Combining gaze and AI planning for online human intention recognition

https://doi.org/10.1016/j.artint.2020.103275Get rights and content

Abstract

Intention recognition is the process of using behavioural cues, such as deliberative actions, eye gaze, and gestures, to infer an agent's goals or future behaviour. In artificial intelligence, one approach for intention recognition is to use a model of possible behaviour to rate intentions as more likely if they are a better ‘fit’ to actions observed so far. In this paper, we draw from literature linking gaze and visual attention, and we propose a novel model of online human intention recognition that combines gaze and model-based AI planning to build probability distributions over a set of possible intentions. In human-behavioural experiments (n=40) involving a multi-player board game, we demonstrate that adding gaze-based priors to model-based intention recognition improved the accuracy of intention recognition by 22% (p<0.05), determined those intentions ≈90 seconds earlier (p<0.05), and at no additional computational cost. We also demonstrate that, when evaluated in the presence of semi-rational or deceptive gaze behaviours, the proposed model is significantly more accurate (9% improvement) (p<0.05) compared to a model-based or gaze only approaches. Our results indicate that the proposed model could be used to design novel human-agent interactions in cases when we are unsure whether a person is honest, deceitful, or semi-rational.

Introduction

Autonomous software agents and robots are becoming part of modern society [1], and therefore, the development of autonomous agents that can function as productive members of human-agent teams becomes ever important. To achieve effective interactions with humans, artificial agents must reason about the goals, intentions, and beliefs of other agents [2]. By observing the history of other agents' actions—such as physical actions or verbal utterances—agents can build a basis for recognising intentions and predicting future actions, which in turn shapes their interactions with these agents.

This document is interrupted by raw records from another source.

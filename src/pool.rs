//! Lane pool and promise construction.
//!
//! A [LanePool] owns a fixed set of [Lane]s and hands them out round-robin to
//! new promise chains. It is the entry point for creating promises:
//!
//! ```
//! use pledge::pool::LanePool;
//! let pool = LanePool::new().unwrap();
//! let (deferred, promise) = pool.deferred::<u32>();
//! deferred.resolve(7);
//! assert_eq!(promise.wait().unwrap(), 7);
//! ```
//!
//! There is no global pool. Construct one, clone the handle wherever it's
//! needed and drop it when done; lane threads exit once the pool and every
//! promise bound to them are gone.
//!
//! # Sizing
//!
//! The pool always has at least two lanes. A chain is never bound to the lane
//! its creator is running on, so a continuation may block on a chain it has
//! just started without deadlocking its own lane.
use std::{
    io::Result,
    num::NonZeroUsize,
    sync::{
        atomic::{AtomicUsize, Ordering},
        Arc,
    },
    thread,
};

use log::debug;

use crate::{
    lane::{self, Lane},
    promise::{Deferred, Promise, Reason},
};

const MIN_LANES: usize = 2;

struct Inner {
    lanes: Vec<Lane>,
    cursor: AtomicUsize,
}

/// A fixed set of lanes promise chains are distributed over.
///
/// See the [module-level documentation](self) for more information.
#[derive(Clone)]
pub struct LanePool {
    inner: Arc<Inner>,
}

/// Configuration for a [LanePool].
pub struct Builder {
    lanes: Option<usize>,
    name_prefix: String,
}

impl Default for Builder {
    fn default() -> Self {
        Self {
            lanes: None,
            name_prefix: "pledge-lane".into(),
        }
    }
}

impl Builder {
    pub fn new() -> Self {
        Self::default()
    }

    /// Number of lanes to start. Values below two are raised to two.
    pub fn lanes(mut self, n: usize) -> Self {
        self.lanes = Some(n);
        self
    }

    /// Prefix for lane thread names. Lanes are named `<prefix>-<index>`.
    pub fn name_prefix(mut self, prefix: impl Into<String>) -> Self {
        self.name_prefix = prefix.into();
        self
    }

    /// Spawn the lanes and return the pool.
    pub fn build(self) -> Result<LanePool> {
        let n = self
            .lanes
            .unwrap_or_else(|| {
                thread::available_parallelism()
                    .map(NonZeroUsize::get)
                    .unwrap_or(1)
            })
            .max(MIN_LANES);

        let lanes = (0..n)
            .map(|i| Lane::spawn(format!("{}-{i}", self.name_prefix)))
            .collect::<Result<Vec<_>>>()?;

        debug!("lane pool started with {n} lanes");

        Ok(LanePool {
            inner: Arc::new(Inner {
                lanes,
                cursor: AtomicUsize::new(0),
            }),
        })
    }
}

impl LanePool {
    /// Create a pool sized to the available parallelism (at least two lanes).
    pub fn new() -> Result<Self> {
        Builder::new().build()
    }

    pub fn builder() -> Builder {
        Builder::new()
    }

    /// Number of lanes in this pool.
    pub fn size(&self) -> usize {
        self.inner.lanes.len()
    }

    /// Pick the next lane round-robin, skipping the lane the caller is
    /// running on.
    pub fn acquire_lane(&self) -> Lane {
        let lanes = &self.inner.lanes;
        let current = lane::current();

        loop {
            // The cursor is only ever advanced, so concurrent callers each get
            // a distinct slot.
            let idx = self.inner.cursor.fetch_add(1, Ordering::Relaxed) % lanes.len();
            let lane = &lanes[idx];

            if current != Some(lane.id()) {
                return lane.clone();
            }
        }
    }

    /// Create a new unsettled promise and the handle that settles it.
    pub fn deferred<T>(&self) -> (Deferred<T>, Promise<T>)
    where
        T: Clone + Send + 'static,
    {
        Deferred::new(self.clone(), self.acquire_lane())
    }

    /// An already-failed promise carrying `reason`.
    pub fn reject<T>(&self, reason: impl Into<Reason>) -> Promise<T>
    where
        T: Clone + Send + 'static,
    {
        Promise::settled(self.clone(), self.acquire_lane(), Err(reason.into()))
    }

    /// An already-successful promise carrying `value`.
    pub fn resolved<T>(&self, value: T) -> Promise<T>
    where
        T: Clone + Send + 'static,
    {
        Promise::settled(self.clone(), self.acquire_lane(), Ok(value))
    }
}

Recent work has successfully used automated planning [3] for model-based intention recognition of intelligent agents. These approaches rely on sequences of already performed physical (ontic) actions [4], [5] for making their plans and project possible future actions to predict intentions. Ontic actions are actions that modify the state of the world. In contrast to the popularity of ontic actions for building intention recognition models, nonverbal signals such as gaze have been relatively under-explored. Gaze is a crucial signal in human nonverbal communication and, as such, offers promising directions for enhancing interactions in human-agent teams [6] and improving intention recognition [7], [8], [9]. With decreasing cost and increasing robustness, eye trackers are entering the consumer market. Eye movements play an important role in planning and executing actions and intentions [10]—both in the short- and long-term. Eye tracking is used to understand decision making [11], improve learning and training systems [12], [13], [14], [15], in human-robot interactions [6], [16], and games [17]. Agents can monitor humans' eye movements to anticipate future actions [7], [9] and to determine their level of engagement [18], [19]. Researchers now have a better understanding of how to link eye-tracking and attention [11], [20], [13], [21], [22], [23]. These investigations suggest that there is huge potential for intelligent agents to use gaze implicitly to derive people's intentions and adapt the interaction accordingly.

However, there are limitations with existing approaches using gaze for intention recognition. First, machine learning dominates existing approaches [24], [25], [26]. Though successful, these models require sufficient data to train such models — something that we do not have in many of our applications. Second, the models learnt by machine learning algorithms limit the prospects of explaining the reasons behind the inferences due to their opaqueness. Finally, most models have been evaluated in contexts requiring prediction of a single intention, for example, [7], [24], and these intentions are usually short-term or proximal intentions.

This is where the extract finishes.